» **EXERCISE GOAL**: Of all the lines in the records below, copy only those that contain the string "pools".

◆ ◆ ◆ ◆ ◆

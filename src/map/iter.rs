//! In-order traversal
//!
//! Uses an explicit stack of pending ancestors, so traversal depth is
//! bounded by the tree height rather than the call stack.

use std::iter::FusedIterator;

use super::node::{Link, Node};

/// In-order iterator over the entries of an [`AvlMap`](super::AvlMap)
pub struct Iter<'a, K, V> {
    stack: Vec<&'a Node<K, V>>,
    remaining: usize,
}

impl<'a, K, V> Iter<'a, K, V> {
    pub(crate) fn new(root: &'a Link<K, V>, len: usize) -> Self {
        let mut iter = Self {
            stack: Vec::with_capacity(root.as_ref().map_or(0, |n| n.height as usize)),
            remaining: len,
        };
        iter.push_left_spine(root);
        iter
    }

    fn push_left_spine(&mut self, mut link: &'a Link<K, V>) {
        while let Some(node) = link {
            self.stack.push(node);
            link = &node.left;
        }
    }
}

impl<'a, K, V> Iterator for Iter<'a, K, V> {
    type Item = (&'a K, &'a V);

    fn next(&mut self) -> Option<Self::Item> {
        let node = self.stack.pop()?;
        self.push_left_spine(&node.right);
        self.remaining -= 1;
        Some((&node.key, &node.value))
    }

    fn size_hint(&self) -> (usize, Option<usize>) {
        (self.remaining, Some(self.remaining))
    }
}

impl<K, V> ExactSizeIterator for Iter<'_, K, V> {}

impl<K, V> FusedIterator for Iter<'_, K, V> {}

/// Iterator over the keys of an [`AvlMap`](super::AvlMap), in order
pub struct Keys<'a, K, V>(pub(crate) Iter<'a, K, V>);

impl<'a, K, V> Iterator for Keys<'a, K, V> {
    type Item = &'a K;

    fn next(&mut self) -> Option<Self::Item> {
        self.0.next().map(|(k, _)| k)
    }

    fn size_hint(&self) -> (usize, Option<usize>) {
        self.0.size_hint()
    }
}

/// Iterator over the values of an [`AvlMap`](super::AvlMap), in key order
pub struct Values<'a, K, V>(pub(crate) Iter<'a, K, V>);

impl<'a, K, V> Iterator for Values<'a, K, V> {
    type Item = &'a V;

    fn next(&mut self) -> Option<Self::Item> {
        self.0.next().map(|(_, v)| v)
    }

    fn size_hint(&self) -> (usize, Option<usize>) {
        self.0.size_hint()
    }
}
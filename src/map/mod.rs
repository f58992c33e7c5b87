//! Persistent ordered map
//!
//! [`AvlMap`] is an immutable, structurally shared AVL tree. Every
//! "mutation" returns a new map; the map it was derived from stays valid and
//! unchanged for anyone still holding it.
//!
//! # Sharing
//!
//! ```text
//!    before = {b, d, f}            after = before.add(e)
//!
//!          d                             d'
//!         / \                           / \
//!        b   f      ◄── shared ──      b   f'
//!                                         /
//!                                        e
//! ```
//!
//! Only the nodes on the path to the change (plus any rotated nodes) are
//! allocated. Untouched subtrees are shared through `Arc`, so cloning a map
//! (taking a snapshot) is O(1) and dropping the last owner of a subtree
//! releases it recursively.
//!
//! # Ownership policies
//!
//! Keys are deep-copied (`Clone`) into new nodes and destroyed with them.
//! Values are cloned when a node is rebuilt; for reference-counted values
//! this is an increment, and dropping a node releases its reference.

mod iter;
mod node;

use std::borrow::Borrow;
use std::fmt;
use std::sync::Arc;

pub use iter::{Iter, Keys, Values};

use node::Link;

/// Immutable, structurally shared AVL map
pub struct AvlMap<K, V> {
    root: Link<K, V>,
    len: usize,
}

impl<K, V> AvlMap<K, V> {
    /// Create an empty map
    pub const fn new() -> Self {
        Self { root: None, len: 0 }
    }

    /// Number of entries
    pub fn len(&self) -> usize {
        self.len
    }

    /// Whether the map has no entries
    pub fn is_empty(&self) -> bool {
        self.len == 0
    }

    /// Height of the tree (0 for an empty map)
    pub fn height(&self) -> u8 {
        node::height(&self.root)
    }

    /// Whether two maps share the same root.
    ///
    /// Identical roots imply identical contents. This is the identity check
    /// used to detect that a snapshot is still current.
    pub fn ptr_eq(a: &Self, b: &Self) -> bool {
        match (&a.root, &b.root) {
            (Some(x), Some(y)) => Arc::ptr_eq(x, y),
            (None, None) => true,
            _ => false,
        }
    }

    /// In-order iterator over the entries
    pub fn iter(&self) -> Iter<'_, K, V> {
        Iter::new(&self.root, self.len)
    }

    /// In-order iterator over the keys
    pub fn keys(&self) -> Keys<'_, K, V> {
        Keys(self.iter())
    }

    /// In-order iterator over the values
    pub fn values(&self) -> Values<'_, K, V> {
        Values(self.iter())
    }

    /// Look up the value stored for `key`
    pub fn get<Q>(&self, key: &Q) -> Option<&V>
    where
        K: Borrow<Q>,
        Q: Ord + ?Sized,
    {
        node::get(&self.root, key)
    }

    /// Whether `key` is present
    pub fn contains_key<Q>(&self, key: &Q) -> bool
    where
        K: Borrow<Q>,
        Q: Ord + ?Sized,
    {
        self.get(key).is_some()
    }
}

impl<K: Ord + Clone, V: Clone> AvlMap<K, V> {
    /// Return a new map with `key` mapped to `value`.
    ///
    /// An existing mapping for `key` is replaced in the new map.
    #[must_use]
    pub fn add(&self, key: K, value: V) -> Self {
        let (root, added) = node::insert(&self.root, key, value);
        Self {
            root: Some(root),
            len: self.len + usize::from(added),
        }
    }

    /// Return a new map without `key`, along with the removed value.
    ///
    /// Returns `None` if `key` is not present.
    #[must_use]
    pub fn remove<Q>(&self, key: &Q) -> Option<(Self, V)>
    where
        K: Borrow<Q>,
        Q: Ord + ?Sized,
    {
        let (root, removed) = node::remove(&self.root, key)?;
        let map = Self {
            root,
            len: self.len - 1,
        };
        Some((map, removed))
    }
}

impl<K, V> Clone for AvlMap<K, V> {
    fn clone(&self) -> Self {
        Self {
            root: self.root.clone(),
            len: self.len,
        }
    }
}

impl<K, V> Default for AvlMap<K, V> {
    fn default() -> Self {
        Self::new()
    }
}

impl<K: fmt::Debug, V: fmt::Debug> fmt::Debug for AvlMap<K, V> {
    fn fmt(&self, f: &mut fmt::Formatter<'_>) -> fmt::Result {
        f.debug_map().entries(self.iter()).finish()
    }
}

impl<'a, K, V> IntoIterator for &'a AvlMap<K, V> {
    type Item = (&'a K, &'a V);
    type IntoIter = Iter<'a, K, V>;

    fn into_iter(self) -> Self::IntoIter {
        self.iter()
    }
}

impl<K: Ord + Clone, V: Clone> FromIterator<(K, V)> for AvlMap<K, V> {
    fn from_iter<I: IntoIterator<Item = (K, V)>>(iter: I) -> Self {
        iter.into_iter()
            .fold(Self::new(), |map, (key, value)| map.add(key, value))
    }
}
//! Sweeper for unused endpoints
//!
//! Instead of unregistering an endpoint the moment its last external user
//! lets go, the pool sweeps periodically. An endpoint that is dropped and
//! requested again shortly after stays registered, which avoids churn.
//!
//! Each sweep is two-phase: the candidates are collected from an immutable
//! snapshot with no lock held, then removed through the registry's normal
//! publish loop. An endpoint picked up again between the two phases may
//! still be removed; its users keep their handle and the next `register`
//! pools a fresh one.

use std::sync::atomic::{AtomicBool, Ordering};
use std::sync::Arc;
use std::time::Duration;

use parking_lot::Mutex;
use tokio::task::JoinHandle;
use tokio_util::sync::CancellationToken;

use super::endpoint::Endpoint;
use super::key::Fingerprint;
use super::store::{EndpointRegistry, Snapshot};

/// Shortest interval the sweeper will wait between runs
pub const MIN_SWEEP_INTERVAL: Duration = Duration::from_millis(1);

/// Sweeper lifecycle state
#[derive(Debug, Clone, Copy, PartialEq, Eq)]
pub enum SweeperState {
    /// Spawned, not yet waiting on its first interval
    Idle,
    /// Waiting for the next run
    Scheduled,
    /// Collecting and removing unused endpoints
    Running,
    /// Terminated; never runs again
    Stopped,
}

#[derive(Debug)]
struct Shared {
    state: Mutex<SweeperState>,
    stop_requested: AtomicBool,
    cancel: CancellationToken,
}

impl Shared {
    fn set_state(&self, state: SweeperState) {
        *self.state.lock() = state;
    }
}

/// Background task that periodically unregisters unused endpoints
#[derive(Debug)]
pub struct Sweeper {
    shared: Arc<Shared>,
    interval: Duration,
    handle: JoinHandle<()>,
}

impl Sweeper {
    /// Spawn a sweeper for `registry` on the current runtime
    pub fn spawn<E: Endpoint>(registry: Arc<EndpointRegistry<E>>, interval: Duration) -> Self {
        let interval = interval.max(MIN_SWEEP_INTERVAL);
        let shared = Arc::new(Shared {
            state: Mutex::new(SweeperState::Idle),
            stop_requested: AtomicBool::new(false),
            cancel: CancellationToken::new(),
        });

        let task_shared = Arc::clone(&shared);
        let handle = tokio::spawn(async move {
            run(registry, interval, &task_shared).await;
            task_shared.set_state(SweeperState::Stopped);
            tracing::debug!("Sweeper stopped");
        });

        tracing::debug!(interval_ms = interval.as_millis() as u64, "Sweeper started");
        Self {
            shared,
            interval,
            handle,
        }
    }

    /// Current state
    pub fn state(&self) -> SweeperState {
        *self.shared.state.lock()
    }

    /// Interval between runs
    pub fn interval(&self) -> Duration {
        self.interval
    }

    /// Request the sweeper to stop.
    ///
    /// A pending run is cancelled. A run already in progress finishes but
    /// does not reschedule.
    pub fn stop(&self) {
        self.shared.stop_requested.store(true, Ordering::Release);
        self.shared.cancel.cancel();
    }

    /// Wait for the sweeper task to exit; call [`stop`](Self::stop) first
    pub async fn join(self) {
        if let Err(e) = self.handle.await {
            tracing::warn!(error = %e, "Sweeper task failed");
        }
    }
}

async fn run<E: Endpoint>(registry: Arc<EndpointRegistry<E>>, interval: Duration, shared: &Shared) {
    loop {
        shared.set_state(SweeperState::Scheduled);
        tokio::select! {
            biased;
            _ = shared.cancel.cancelled() => return,
            _ = tokio::time::sleep(interval) => {}
        }

        if shared.stop_requested.load(Ordering::Acquire) {
            return;
        }

        shared.set_state(SweeperState::Running);
        sweep_once(&registry);
    }
}

/// Collect the fingerprints of every endpoint in `snapshot` that nobody
/// outside the pool is holding
pub fn find_unused<E: Endpoint>(snapshot: &Snapshot<E>) -> Vec<Fingerprint> {
    snapshot
        .iter()
        .filter(|(_, endpoint)| endpoint.is_unused())
        .map(|(key, _)| key.clone())
        .collect()
}

/// Run a single sweep, returning the number of endpoints removed
pub fn sweep_once<E: Endpoint>(registry: &EndpointRegistry<E>) -> usize {
    let unused = {
        let snapshot = registry.snapshot();
        find_unused(&snapshot)
    };

    let removed = if unused.is_empty() {
        0
    } else {
        registry.unregister_batch(&unused)
    };
    registry.metrics().record_sweep();

    tracing::debug!(
        candidates = unused.len(),
        removed,
        remaining = registry.len(),
        "Sweep completed"
    );
    removed
}

#[cfg(test)]
mod tests {
    use super::*;
    use crate::pool::endpoint::EndpointHandle;
    use crate::pool::test_util::{init_tracing, TestEndpoint};

    fn registry() -> Arc<EndpointRegistry<TestEndpoint>> {
        Arc::new(EndpointRegistry::new())
    }

    #[test]
    fn test_find_unused() {
        let registry = registry();
        let (a, _) = TestEndpoint::new("a:1");
        let (b, _) = TestEndpoint::new("b:1");
        let (c, _) = TestEndpoint::new("c:1");
        drop(registry.register(a));
        let _b = registry.register(b);
        drop(registry.register(c));

        let unused = find_unused(&registry.snapshot());
        let addresses: Vec<&str> = unused.iter().map(|k| k.address()).collect();
        assert_eq!(addresses, vec!["a:1", "c:1"]);
    }

    #[test]
    fn test_sweep_once_removes_only_unused() {
        let registry = registry();
        let (idle, idle_probe) = TestEndpoint::new("idle:1");
        let (busy, busy_probe) = TestEndpoint::new("busy:1");
        drop(registry.register(idle));
        let busy = registry.register(busy);

        assert_eq!(sweep_once(&registry), 1);

        assert!(idle_probe.is_dropped());
        assert!(!busy_probe.is_dropped());
        assert!(registry.contains(busy.fingerprint()));
        assert_eq!(registry.stats().sweeps, 1);
    }

    #[test]
    fn test_reacquired_between_scan_and_removal() {
        let registry = registry();
        let (endpoint, probe) = TestEndpoint::new("a:1");
        let key = registry.register(endpoint).fingerprint().clone();

        let unused = find_unused(&registry.snapshot());
        assert_eq!(unused.len(), 1);

        // A caller grabs the endpoint before the removal commits
        let held = registry.find(&key).unwrap();
        assert_eq!(registry.unregister_batch(&unused), 1);

        // Still usable by its holder, and re-registration pools a new one
        assert!(!probe.is_dropped());
        assert_eq!(held.fingerprint(), &key);
        let (replacement, _) = TestEndpoint::with_key(key.clone(), 7);
        let fresh = registry.register(replacement);
        assert!(!EndpointHandle::ptr_eq(&fresh, &held));
        assert_eq!(fresh.id, 7);

        drop(held);
        assert!(probe.is_dropped());
    }

    #[tokio::test(start_paused = true)]
    async fn test_scenario_shared_then_swept() {
        init_tracing();
        let registry = registry();
        let key = Fingerprint::new("10.1.2.3:443");
        let (first, first_probe) = TestEndpoint::with_key(key.clone(), 1);
        let (second, second_probe) = TestEndpoint::with_key(key.clone(), 2);

        let e1 = registry.register(first);
        assert_eq!(e1.ref_count(), 2);
        let e1_again = registry.register(second);
        assert!(EndpointHandle::ptr_eq(&e1, &e1_again));
        assert_eq!(e1.ref_count(), 3);
        assert!(second_probe.is_dropped());

        drop(e1);
        drop(e1_again);
        assert!(registry.find(&key).is_some_and(|e| e.ref_count() == 2));

        let sweeper = Sweeper::spawn(Arc::clone(&registry), Duration::from_millis(1000));
        tokio::time::sleep(Duration::from_millis(999)).await;
        assert!(registry.contains(&key));

        tokio::time::sleep(Duration::from_millis(2)).await;
        assert!(!registry.contains(&key));
        assert!(first_probe.is_dropped());

        sweeper.stop();
        sweeper.join().await;
    }

    #[tokio::test(start_paused = true)]
    async fn test_reschedules_after_each_run() {
        let registry = registry();
        let sweeper = Sweeper::spawn(Arc::clone(&registry), Duration::from_millis(100));

        tokio::time::sleep(Duration::from_millis(350)).await;
        assert_eq!(registry.stats().sweeps, 3);
        assert_eq!(sweeper.state(), SweeperState::Scheduled);

        sweeper.stop();
        sweeper.join().await;
        assert_eq!(registry.stats().sweeps, 3);
    }

    #[tokio::test(start_paused = true)]
    async fn test_stop_cancels_pending_run() {
        let registry = registry();
        let (endpoint, probe) = TestEndpoint::new("a:1");
        drop(registry.register(endpoint));

        let sweeper = Sweeper::spawn(Arc::clone(&registry), Duration::from_millis(100));
        tokio::time::sleep(Duration::from_millis(50)).await;
        sweeper.stop();

        tokio::time::sleep(Duration::from_millis(500)).await;
        assert_eq!(sweeper.state(), SweeperState::Stopped);
        assert_eq!(registry.stats().sweeps, 0);
        assert_eq!(registry.len(), 1);
        assert!(!probe.is_dropped());
        sweeper.join().await;
    }

    #[tokio::test(start_paused = true)]
    async fn test_zero_interval_is_clamped() {
        let registry = registry();
        let sweeper = Sweeper::spawn(Arc::clone(&registry), Duration::ZERO);

        assert_eq!(sweeper.interval(), MIN_SWEEP_INTERVAL);
        tokio::time::sleep(Duration::from_millis(5)).await;
        assert!(registry.stats().sweeps >= 3);

        sweeper.stop();
        sweeper.join().await;
    }
}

◆ ◆ ◆ ◆ ◆

» **ANSWER SECTION**:
//! pools a fresh one.
        // Still usable by its holder, and re-registration pools a new one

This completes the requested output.